Please transcribe the data that follows exactly, from its first line through the line that contains "pub mod mcp;".

-- -- --

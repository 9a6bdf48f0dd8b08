//! YoctoClaw - personal AI gateway
//!
//! Connects messaging channels to an LLM agent through an in-process
//! message bus, per-session history with rolling summaries, per-contact
//! policy, and MCP tool-server subprocesses.

pub mod agent;
pub mod bus;
pub mod config;
pub mod contacts;
pub mod error;
pub mod logging;
pub mod mcp;
pub mod providers;
pub mod session;
pub mod tools;

pub use agent::{AgentLoop, AgentManager, ContextBuilder};
pub use bus::{AuxiliaryEvent, InboundMessage, MessageBus, OutboundMessage};
pub use config::Config;
pub use contacts::{ContactPolicy, ContactStore};
pub use error::{Result, YoctoError};
pub use providers::{
    ChatOptions, LLMProvider, LLMResponse, LLMToolCall, OpenAiProvider, ToolDefinition, Usage,
};
pub use session::{Message, Role, Session, SessionStore, ToolCall};
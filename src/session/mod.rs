//! Session module - per-session conversation state
//!
//! The [`SessionStore`] keeps one entry per session key with shared reads
//! and exclusive writes per key. Every accessor hands out copies, never
//! live references; persistence to disk happens only when the agent loop
//! calls [`SessionStore::persist`].

pub mod types;

pub use types::{Message, Role, Session, SessionMeta, ToolCall};

use std::collections::HashMap;
use std::path::PathBuf;
use std::sync::Arc;

use tokio::sync::RwLock;

use crate::error::Result;

/// Store for conversation sessions, keyed by `"channel:chat_id"`.
///
/// Entries live behind per-key locks so concurrent turns on different
/// sessions never contend. With a storage path set, `persist` writes each
/// session as a JSON file whose name is the percent-encoded key.
pub struct SessionStore {
    sessions: Arc<RwLock<HashMap<String, Arc<RwLock<Session>>>>>,
    storage_path: Option<PathBuf>,
}

impl SessionStore {
    /// Create an in-memory store without persistence.
    pub fn new_memory() -> Self {
        Self {
            sessions: Arc::new(RwLock::new(HashMap::new())),
            storage_path: None,
        }
    }

    /// Create a store persisting sessions under `path`.
    ///
    /// # Errors
    /// Returns an error if the directory cannot be created.
    pub fn with_path(path: PathBuf) -> Result<Self> {
        std::fs::create_dir_all(&path)?;
        Ok(Self {
            sessions: Arc::new(RwLock::new(HashMap::new())),
            storage_path: Some(path),
        })
    }

    /// Get a copy of an existing session or create a new empty one.
    ///
    /// With persistence enabled, a session absent from memory is loaded
    /// from disk before a fresh one is created.
    pub async fn get_or_create(&self, key: &str) -> Result<Session> {
        let entry = self.entry(key).await?;
        let session = entry.read().await;
        Ok(session.clone())
    }

    /// Append a message to a session, creating the session if needed.
    pub async fn append(&self, key: &str, message: Message) -> Result<()> {
        let entry = self.entry(key).await?;
        let mut session = entry.write().await;
        session.add_message(message);
        Ok(())
    }

    /// Get a copy of a session's message history. Mutating the returned
    /// value never affects the store.
    pub async fn get_history(&self, key: &str) -> Vec<Message> {
        if let Some(entry) = self.lookup(key).await {
            let session = entry.read().await;
            return session.messages.clone();
        }
        Vec::new()
    }

    /// Get a session's rolling summary, if any.
    pub async fn get_summary(&self, key: &str) -> Option<String> {
        let entry = self.lookup(key).await?;
        let session = entry.read().await;
        session.summary.clone().filter(|s| !s.is_empty())
    }

    /// Replace a session's rolling summary.
    pub async fn set_summary(&self, key: &str, summary: &str) -> Result<()> {
        let entry = self.entry(key).await?;
        let mut session = entry.write().await;
        session.set_summary(summary);
        Ok(())
    }

    /// Truncate a session's history to the last `n` messages.
    ///
    /// Leading orphan `tool` messages left by the cut are dropped too, so
    /// every remaining tool result still follows its assistant parent.
    pub async fn truncate_keep_last(&self, key: &str, n: usize) -> Result<()> {
        let entry = self.entry(key).await?;
        let mut session = entry.write().await;
        let len = session.messages.len();
        if len > n {
            session.messages.drain(..len - n);
        }
        let orphans = session
            .messages
            .iter()
            .take_while(|m| m.role == Role::Tool)
            .count();
        if orphans > 0 {
            session.messages.drain(..orphans);
        }
        session.updated_at = chrono::Utc::now();
        Ok(())
    }

    /// Metadata for every session currently known to the store.
    pub async fn list(&self) -> Vec<SessionMeta> {
        let sessions = self.sessions.read().await;
        let mut metas = Vec::with_capacity(sessions.len());
        for entry in sessions.values() {
            let session = entry.read().await;
            metas.push(SessionMeta::from(&*session));
        }
        metas.sort_by(|a, b| a.key.cmp(&b.key));
        metas
    }

    /// Write a session to disk (no-op without a storage path).
    pub async fn persist(&self, key: &str) -> Result<()> {
        let Some(storage_path) = &self.storage_path else {
            return Ok(());
        };
        let Some(entry) = self.lookup(key).await else {
            return Ok(());
        };
        let content = {
            let session = entry.read().await;
            serde_json::to_string_pretty(&*session)?
        };
        let file_path = storage_path.join(format!("{}.json", sanitize_key(key)));
        tokio::fs::write(&file_path, content).await?;
        Ok(())
    }

    /// Delete a session from memory and disk.
    pub async fn delete(&self, key: &str) -> Result<()> {
        {
            let mut sessions = self.sessions.write().await;
            sessions.remove(key);
        }
        if let Some(storage_path) = &self.storage_path {
            let file_path = storage_path.join(format!("{}.json", sanitize_key(key)));
            if file_path.exists() {
                tokio::fs::remove_file(&file_path).await?;
            }
        }
        Ok(())
    }

    async fn lookup(&self, key: &str) -> Option<Arc<RwLock<Session>>> {
        let sessions = self.sessions.read().await;
        sessions.get(key).cloned()
    }

    async fn entry(&self, key: &str) -> Result<Arc<RwLock<Session>>> {
        if let Some(entry) = self.lookup(key).await {
            return Ok(entry);
        }

        // Load from disk before creating fresh.
        let mut loaded = None;
        if let Some(storage_path) = &self.storage_path {
            let file_path = storage_path.join(format!("{}.json", sanitize_key(key)));
            if file_path.exists() {
                let content = tokio::fs::read_to_string(&file_path).await?;
                loaded = Some(serde_json::from_str::<Session>(&content)?);
            }
        }

        let mut sessions = self.sessions.write().await;
        // Another task may have created the entry while we awaited.
        if let Some(entry) = sessions.get(key) {
            return Ok(Arc::clone(entry));
        }
        let session = loaded.unwrap_or_else(|| Session::new(key));
        let entry = Arc::new(RwLock::new(session));
        sessions.insert(key.to_string(), Arc::clone(&entry));
        Ok(entry)
    }
}

impl Clone for SessionStore {
    fn clone(&self) -> Self {
        Self {
            sessions: Arc::clone(&self.sessions),
            storage_path: self.storage_path.clone(),
        }
    }
}

impl Default for SessionStore {
    fn default() -> Self {
        Self::new_memory()
    }
}

/// Sanitize a session key for use as a filename.
///
/// Percent-encodes filename-hostile characters so the mapping is bijective:
/// `"telegram:chat123"` → `"telegram%3Achat123"`.
fn sanitize_key(key: &str) -> String {
    let mut result = String::with_capacity(key.len() * 3);
    for c in key.chars() {
        match c {
            '/' => result.push_str("%2F"),
            '\\' => result.push_str("%5C"),
            ':' => result.push_str("%3A"),
            '*' => result.push_str("%2A"),
            '?' => result.push_str("%3F"),
            '"' => result.push_str("%22"),
            '<' => result.push_str("%3C"),
            '>' => result.push_str("%3E"),
            '|' => result.push_str("%7C"),
            '%' => result.push_str("%25"),
            c => result.push(c),
        }
    }
    result
}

-- -- --

RESPONSE TO THE EXERCISE =>
repository 9a6bdf48f0dd8b08
//! YoctoClaw - personal AI gateway
//!
//! Connects messaging channels to an LLM agent through an in-process
//! message bus, per-session history with rolling summaries, per-contact
//! policy, and MCP tool-server subprocesses.

pub mod agent;
pub mod bus;
pub mod config;
pub mod contacts;
pub mod error;
pub mod logging;
pub mod mcp;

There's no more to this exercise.